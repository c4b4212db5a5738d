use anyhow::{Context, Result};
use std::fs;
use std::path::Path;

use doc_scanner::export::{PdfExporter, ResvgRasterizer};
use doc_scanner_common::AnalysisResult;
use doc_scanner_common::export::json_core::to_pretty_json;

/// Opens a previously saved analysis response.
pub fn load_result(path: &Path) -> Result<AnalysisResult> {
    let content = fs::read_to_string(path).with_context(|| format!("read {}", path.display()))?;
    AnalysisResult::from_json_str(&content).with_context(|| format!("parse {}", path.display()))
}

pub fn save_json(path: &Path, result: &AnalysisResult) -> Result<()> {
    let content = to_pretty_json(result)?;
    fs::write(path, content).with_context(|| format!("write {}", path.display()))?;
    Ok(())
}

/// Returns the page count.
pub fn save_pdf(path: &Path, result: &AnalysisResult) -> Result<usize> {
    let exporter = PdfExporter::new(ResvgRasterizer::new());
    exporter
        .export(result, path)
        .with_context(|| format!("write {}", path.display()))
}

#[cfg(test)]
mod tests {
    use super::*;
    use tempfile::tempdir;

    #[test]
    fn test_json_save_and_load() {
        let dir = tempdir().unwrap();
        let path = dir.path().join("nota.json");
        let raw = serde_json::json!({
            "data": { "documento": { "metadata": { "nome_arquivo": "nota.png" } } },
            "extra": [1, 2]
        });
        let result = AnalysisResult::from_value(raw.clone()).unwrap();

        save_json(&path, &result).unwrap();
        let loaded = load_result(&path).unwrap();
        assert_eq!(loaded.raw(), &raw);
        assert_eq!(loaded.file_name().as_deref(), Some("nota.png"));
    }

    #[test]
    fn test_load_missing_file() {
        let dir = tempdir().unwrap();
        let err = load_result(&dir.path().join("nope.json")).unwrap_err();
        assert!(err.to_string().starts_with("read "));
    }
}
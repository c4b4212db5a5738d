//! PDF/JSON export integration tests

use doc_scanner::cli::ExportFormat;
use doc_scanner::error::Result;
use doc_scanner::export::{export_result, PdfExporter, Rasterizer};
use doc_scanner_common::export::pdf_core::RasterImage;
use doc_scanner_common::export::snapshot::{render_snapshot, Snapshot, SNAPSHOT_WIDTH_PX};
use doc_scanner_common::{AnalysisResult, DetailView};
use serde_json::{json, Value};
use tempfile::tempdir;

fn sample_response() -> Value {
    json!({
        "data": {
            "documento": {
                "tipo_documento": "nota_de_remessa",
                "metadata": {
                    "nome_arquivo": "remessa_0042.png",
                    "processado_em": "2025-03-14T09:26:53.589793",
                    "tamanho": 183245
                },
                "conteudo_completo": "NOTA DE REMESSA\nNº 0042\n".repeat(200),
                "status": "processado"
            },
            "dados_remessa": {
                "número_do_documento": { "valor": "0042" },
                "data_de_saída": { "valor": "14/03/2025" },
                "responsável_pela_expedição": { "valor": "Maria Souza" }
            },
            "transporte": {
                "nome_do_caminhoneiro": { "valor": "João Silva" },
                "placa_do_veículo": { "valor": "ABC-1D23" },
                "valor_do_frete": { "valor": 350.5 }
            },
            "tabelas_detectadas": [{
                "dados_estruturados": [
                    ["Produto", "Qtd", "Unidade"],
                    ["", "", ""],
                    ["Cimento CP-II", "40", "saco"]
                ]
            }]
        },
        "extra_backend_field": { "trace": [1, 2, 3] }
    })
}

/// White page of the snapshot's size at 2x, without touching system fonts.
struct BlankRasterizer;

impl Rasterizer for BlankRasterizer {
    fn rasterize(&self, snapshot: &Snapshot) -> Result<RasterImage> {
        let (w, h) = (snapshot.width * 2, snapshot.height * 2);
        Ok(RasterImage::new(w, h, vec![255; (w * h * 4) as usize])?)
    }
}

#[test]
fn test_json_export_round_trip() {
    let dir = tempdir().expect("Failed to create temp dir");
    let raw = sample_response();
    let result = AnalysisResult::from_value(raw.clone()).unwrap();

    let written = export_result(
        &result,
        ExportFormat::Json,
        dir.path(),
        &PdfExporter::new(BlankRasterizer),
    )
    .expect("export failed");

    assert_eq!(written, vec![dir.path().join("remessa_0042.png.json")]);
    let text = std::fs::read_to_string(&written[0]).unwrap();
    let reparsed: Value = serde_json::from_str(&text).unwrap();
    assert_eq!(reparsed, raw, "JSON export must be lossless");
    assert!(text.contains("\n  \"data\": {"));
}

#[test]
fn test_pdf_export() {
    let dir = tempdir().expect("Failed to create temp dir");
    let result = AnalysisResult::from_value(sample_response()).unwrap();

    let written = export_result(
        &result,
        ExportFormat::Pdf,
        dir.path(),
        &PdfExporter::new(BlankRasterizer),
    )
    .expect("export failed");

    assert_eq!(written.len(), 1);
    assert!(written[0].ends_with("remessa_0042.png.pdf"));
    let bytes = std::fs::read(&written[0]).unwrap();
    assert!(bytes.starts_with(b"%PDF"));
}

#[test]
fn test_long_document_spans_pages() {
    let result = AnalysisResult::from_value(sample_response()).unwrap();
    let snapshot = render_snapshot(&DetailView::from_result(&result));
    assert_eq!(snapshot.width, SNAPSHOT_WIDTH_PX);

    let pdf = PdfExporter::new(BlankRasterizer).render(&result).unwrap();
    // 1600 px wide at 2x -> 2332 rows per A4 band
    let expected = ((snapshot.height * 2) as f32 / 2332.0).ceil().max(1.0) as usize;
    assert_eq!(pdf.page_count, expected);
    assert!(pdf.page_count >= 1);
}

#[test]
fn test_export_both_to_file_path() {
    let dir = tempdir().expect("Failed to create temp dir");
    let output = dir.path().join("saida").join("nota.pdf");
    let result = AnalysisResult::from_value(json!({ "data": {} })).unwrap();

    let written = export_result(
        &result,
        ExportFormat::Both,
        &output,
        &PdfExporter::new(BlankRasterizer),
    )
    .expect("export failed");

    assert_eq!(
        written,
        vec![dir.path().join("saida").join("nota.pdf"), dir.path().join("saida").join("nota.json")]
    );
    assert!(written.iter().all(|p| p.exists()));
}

■ ■ ■

#### Description of the task:
For the listing above, state how many lines contain the word "valor", with no other words.

#### Answer to the problem:
6